The 15th African Union (AU) Summit has just ended in Kampala with a theme, ‘Maternal, child health and development’. The high point of the summit was nonetheless not about maternal or child health but perhaps about two other issues – the recent Kampala twin bombings and the indictment of the Sudanese president by the international court of justice (ICC). The threat of the al Shabaab militants has lately spiraled beyond Somalia causing the Kampala tragedy of 11th July 2010, where about eighty soccer fans perished as they watched the World Cup finals.
Many international heavyweights from America and Europe turned up at the summit and expressed sympathy for the victims of the bombings as well as support for peacekeeping troops in Somalia. The United States and United Kingdom representatives said little, if anything, related to the theme of the summit. Their interest lay elsewhere: ‘fighting and defeating terrorism’ in Somalia. Interestingly, they all seemed unbothered about state inspired terrorism in Africa as we shall see below.

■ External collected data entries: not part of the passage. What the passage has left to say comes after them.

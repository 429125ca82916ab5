//! Styled text runs from a page content stream, rendered as light Markdown.
//!
//! Runs are grouped into lines by text positioning operators. A run becomes
//! a `## ` heading above 14pt effective size, `**bold**` when the bold flag
//! is set, and `*italic*` when the italic flag is set.

use std::collections::HashMap;

use lopdf::content::Content;
use lopdf::{Dictionary, Document, Object, ObjectId};

use super::object::{as_dict, as_name, as_number, get, inherited, resolve};

/// Run flag bits.
pub(super) const FLAG_ITALIC: u32 = 1 << 1;
pub(super) const FLAG_BOLD: u32 = 1 << 3;

/// Effective size above which a run is rendered as a heading.
const HEADING_SIZE: f32 = 14.0;

/// TJ displacement (thousandths of an em) treated as a word gap.
const TJ_SPACE_THRESHOLD: f32 = -250.0;

#[derive(Debug, Clone, Copy, Default)]
struct FontStyle {
    flags: u32,
    /// Multi-byte (Type0) font; bytes are CIDs, not characters.
    composite: bool,
}

#[derive(Debug, Clone)]
pub(super) struct Span {
    pub text: String,
    pub size: f32,
    pub flags: u32,
}

/// Render one run with the heading/bold/italic decorations.
pub(super) fn decorate(span: &Span) -> Option<String> {
    let text = span.text.trim();
    if text.is_empty() {
        return None;
    }
    let mut text = text.to_string();
    if span.size > HEADING_SIZE {
        text = format!("## {text}");
    }
    if span.flags & FLAG_BOLD != 0 {
        text = format!("**{text}**");
    }
    if span.flags & FLAG_ITALIC != 0 {
        text = format!("*{text}*");
    }
    Some(text)
}

/// Join decorated runs: runs of a line with a space, lines with a newline.
pub(super) fn render_lines(lines: &[Vec<Span>]) -> String {
    lines
        .iter()
        .filter_map(|line| {
            let parts: Vec<String> = line.iter().filter_map(decorate).collect();
            (!parts.is_empty()).then(|| parts.join(" "))
        })
        .collect::<Vec<_>>()
        .join("\n")
}

/// Collect styled lines from a page. `None` when the page uses composite
/// fonts whose glyph codes cannot be read as text without a CMap.
pub(super) fn page_lines(doc: &Document, page_id: ObjectId) -> lopdf::Result<Option<Vec<Vec<Span>>>> {
    let fonts = page_fonts(doc, page_id);
    let content = Content::decode(&doc.get_page_content(page_id)?)?;

    let mut state = TextState::new();
    for op in &content.operations {
        let operands = &op.operands;
        match op.operator.as_str() {
            "q" => state.ctm_stack.push(state.ctm_scale),
            "Q" => state.ctm_scale = state.ctm_stack.pop().unwrap_or(1.0),
            "cm" => {
                if let Some(scale) = vertical_scale(operands) {
                    state.ctm_scale *= scale;
                }
            }
            "BT" => {
                state.break_line();
                state.tm_scale = 1.0;
                state.line_y = None;
            }
            "Tf" => {
                if let Some(name) = operands.first().and_then(as_name) {
                    state.font = fonts.get(name).copied().unwrap_or_default();
                    state.font_name = name.to_vec();
                }
                if let Some(size) = operands.get(1).and_then(as_number) {
                    state.font_size = size;
                }
            }
            "Td" | "TD" => {
                let dy = operands.get(1).and_then(as_number).unwrap_or(0.0);
                if dy != 0.0 {
                    state.break_line();
                }
            }
            "T*" => state.break_line(),
            "Tm" => {
                if let Some(scale) = vertical_scale(operands) {
                    state.tm_scale = scale;
                }
                let y = operands.get(5).and_then(as_number);
                if y != state.line_y {
                    state.break_line();
                    state.line_y = y;
                }
            }
            "Tj" => {
                if let Some(Object::String(bytes, _)) = operands.first() {
                    state.show(bytes);
                }
            }
            "TJ" => {
                if let Some(Object::Array(items)) = operands.first() {
                    let mut bytes = Vec::new();
                    for item in items {
                        match item {
                            Object::String(s, _) => bytes.extend_from_slice(s),
                            other => {
                                if as_number(other).is_some_and(|n| n < TJ_SPACE_THRESHOLD) {
                                    bytes.push(b' ');
                                }
                            }
                        }
                    }
                    state.show(&bytes);
                }
            }
            "'" => {
                state.break_line();
                if let Some(Object::String(bytes, _)) = operands.first() {
                    state.show(bytes);
                }
            }
            "\"" => {
                state.break_line();
                if let Some(Object::String(bytes, _)) = operands.get(2) {
                    state.show(bytes);
                }
            }
            _ => {}
        }
    }
    state.break_line();

    if state.saw_composite {
        return Ok(None);
    }
    Ok(Some(state.lines))
}

struct TextState {
    font: FontStyle,
    font_name: Vec<u8>,
    font_size: f32,
    tm_scale: f32,
    ctm_scale: f32,
    ctm_stack: Vec<f32>,
    line_y: Option<f32>,
    current: Vec<Span>,
    current_font: Vec<u8>,
    lines: Vec<Vec<Span>>,
    saw_composite: bool,
}

impl TextState {
    fn new() -> Self {
        Self {
            font: FontStyle::default(),
            font_name: Vec::new(),
            font_size: 0.0,
            tm_scale: 1.0,
            ctm_scale: 1.0,
            ctm_stack: Vec::new(),
            line_y: None,
            current: Vec::new(),
            current_font: Vec::new(),
            lines: Vec::new(),
            saw_composite: false,
        }
    }

    fn break_line(&mut self) {
        if !self.current.is_empty() {
            self.lines.push(std::mem::take(&mut self.current));
        }
    }

    fn show(&mut self, bytes: &[u8]) {
        if self.font.composite {
            self.saw_composite = true;
            return;
        }
        let text: String = bytes.iter().map(|&b| b as char).collect();
        let size = (self.font_size * self.tm_scale * self.ctm_scale).abs();
        let flags = self.font.flags;

        if let Some(last) = self.current.last_mut() {
            if self.current_font == self.font_name && last.flags == flags && last.size == size {
                last.text.push_str(&text);
                return;
            }
        }
        self.current_font = self.font_name.clone();
        self.current.push(Span { text, size, flags });
    }
}

/// `sqrt(c² + d²)` of an `[a b c d e f]` matrix operand list.
fn vertical_scale(operands: &[Object]) -> Option<f32> {
    let c = as_number(operands.get(2)?)?;
    let d = as_number(operands.get(3)?)?;
    Some((c * c + d * d).sqrt())
}

// ---------------------------------------------------------------------------
// Font styles
// ---------------------------------------------------------------------------

fn page_fonts(doc: &Document, page_id: ObjectId) -> HashMap<Vec<u8>, FontStyle> {
    let mut fonts = HashMap::new();
    let Some(resources) = inherited(doc, page_id, b"Resources").and_then(as_dict) else {
        return fonts;
    };
    let Some(font_dict) = get(doc, resources, b"Font").and_then(as_dict) else {
        return fonts;
    };
    for (name, font) in font_dict.iter() {
        if let Some(font) = as_dict(resolve(doc, font)) {
            fonts.insert(name.clone(), font_style(doc, font));
        }
    }
    fonts
}

fn font_style(doc: &Document, font: &Dictionary) -> FontStyle {
    let composite = get(doc, font, b"Subtype").and_then(as_name) == Some(b"Type0".as_slice());
    let mut flags = 0;

    let base = get(doc, font, b"BaseFont")
        .and_then(as_name)
        .map(|n| String::from_utf8_lossy(n).to_lowercase())
        .unwrap_or_default();
    let base = base.split_once('+').map(|(_, rest)| rest.to_string()).unwrap_or(base);
    if ["bold", "black", "heavy", "semibold", "demi"]
        .iter()
        .any(|w| base.contains(w))
    {
        flags |= FLAG_BOLD;
    }
    if base.contains("italic") || base.contains("oblique") {
        flags |= FLAG_ITALIC;
    }

    if let Some(descriptor) = font_descriptor(doc, font) {
        let descriptor_flags = get(doc, descriptor, b"Flags")
            .and_then(as_number)
            .map(|f| f as u32)
            .unwrap_or(0);
        if descriptor_flags & (1 << 6) != 0 {
            flags |= FLAG_ITALIC;
        }
        if descriptor_flags & (1 << 18) != 0 {
            flags |= FLAG_BOLD;
        }
        if get(doc, descriptor, b"FontWeight")
            .and_then(as_number)
            .is_some_and(|w| w >= 600.0)
        {
            flags |= FLAG_BOLD;
        }
        if get(doc, descriptor, b"ItalicAngle")
            .and_then(as_number)
            .is_some_and(|a| a != 0.0)
        {
            flags |= FLAG_ITALIC;
        }
    }

    FontStyle { flags, composite }
}

/// The font's descriptor, looking through `DescendantFonts` for Type0 fonts.
fn font_descriptor<'a>(doc: &'a Document, font: &'a Dictionary) -> Option<&'a Dictionary> {
    if let Some(descriptor) = get(doc, font, b"FontDescriptor").and_then(as_dict) {
        return Some(descriptor);
    }
    match get(doc, font, b"DescendantFonts")? {
        Object::Array(descendants) => {
            let descendant = as_dict(resolve(doc, descendants.first()?))?;
            get(doc, descendant, b"FontDescriptor").and_then(as_dict)
        }
        _ => None,
    }
}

While the AU chairman Dr Bingu wa Mutharika of Malawi, like other leaders at the summit, praised South Africa for successfully hosting the World Cup, he also poured scorn on the ICC for issuing an arrest warrant for the Sudanese president, Omar al Bashir. In 2009, the ICC declared Mr. Bashir a wanted man, accusing him of committing war crimes and crimes against humanity during his government’s military campaign to stem the insurgency in the country’s vast region of Durfur. In June 2010, the ICC expanded the catalog of accusations to include genocide too, and still calls on governments to help arrest the indicted president and hand him over for prosecution since the court does not have a police force to enforce the detention. The arrest warrant still hangs on Bashir’s head.
At the opening of the Kampala AU summit where Bashir was conspicuously absent, Dr Bingu asserted that the ICC erred to issue an arrest warrant against a sitting head of state because such an action ‘violates the principle of African solidarity and state sovereignty’. Here lies Africa’s problem! Where is ‘African solidarity’ really? Is it solidarity in crime?
The Comrade wanted to call Dr Bingu aside and explain that all animals are equal and none is more equal than others. It is not right that any man should commit crimes with impunity and expect ‘brotherly solidarity’ simply because he is a ‘sitting head of state’. This was the state of affairs in the past and African despots will continue to derive inspiration to wreak injustice and suffering on wananchi without taking liability. They will continue to cling to power if that is what can save them from accountability.
When Dr Bingu proclaimed that the ICC was wrong to ask President Bashir to account, delegates at the summit cheered thunderously. They clapped joyfully ‘in solidarity with Bashir’. This was a sad moment. Many citizens of Sudan in the Durfur region have been dehumanised and subjected to the mayhem of displacement, homelessness, poverty, starvation, disease, and death. They are citizens of the Sudan, Africa and world. They were born naked like any delegate that clapped hands when their suffering was implied at the AU summit. One of the suffering citizens would be occupying Bashir’s office and him a mere mwananchi who would not like to suffer as they have suffered. The problem is that our leaders believe that they have all rights to live in splendour while ordinary folks can face all the suffering and that is okay.
Kenyan novelist, Ngugi wa Thing’o has stated that ‘whenever anyone is degraded and humiliated, all of us are degraded and humiliated because this is about human beings’. If the AU delegates clapped their hands for the suffering people of Durfur, they were celebrating the suffering of all Africans about whom respective governments feel threatened.
Therefore, they clapped for rigging of elections and the ensuing bloodbath in Kenya. They clapped for the endless murders in the Democratic Republic of Congo. They clapped for the toppling of democracy in Zimbabwe. They clapped for the routine brutalisation of opposition politicians in Uganda. All this is state inspired terrorism. If occasion demanded, the delegates would clap for murder of albinos - if they were a threat to the ‘sitting head of state’ – and express solidarity in crime.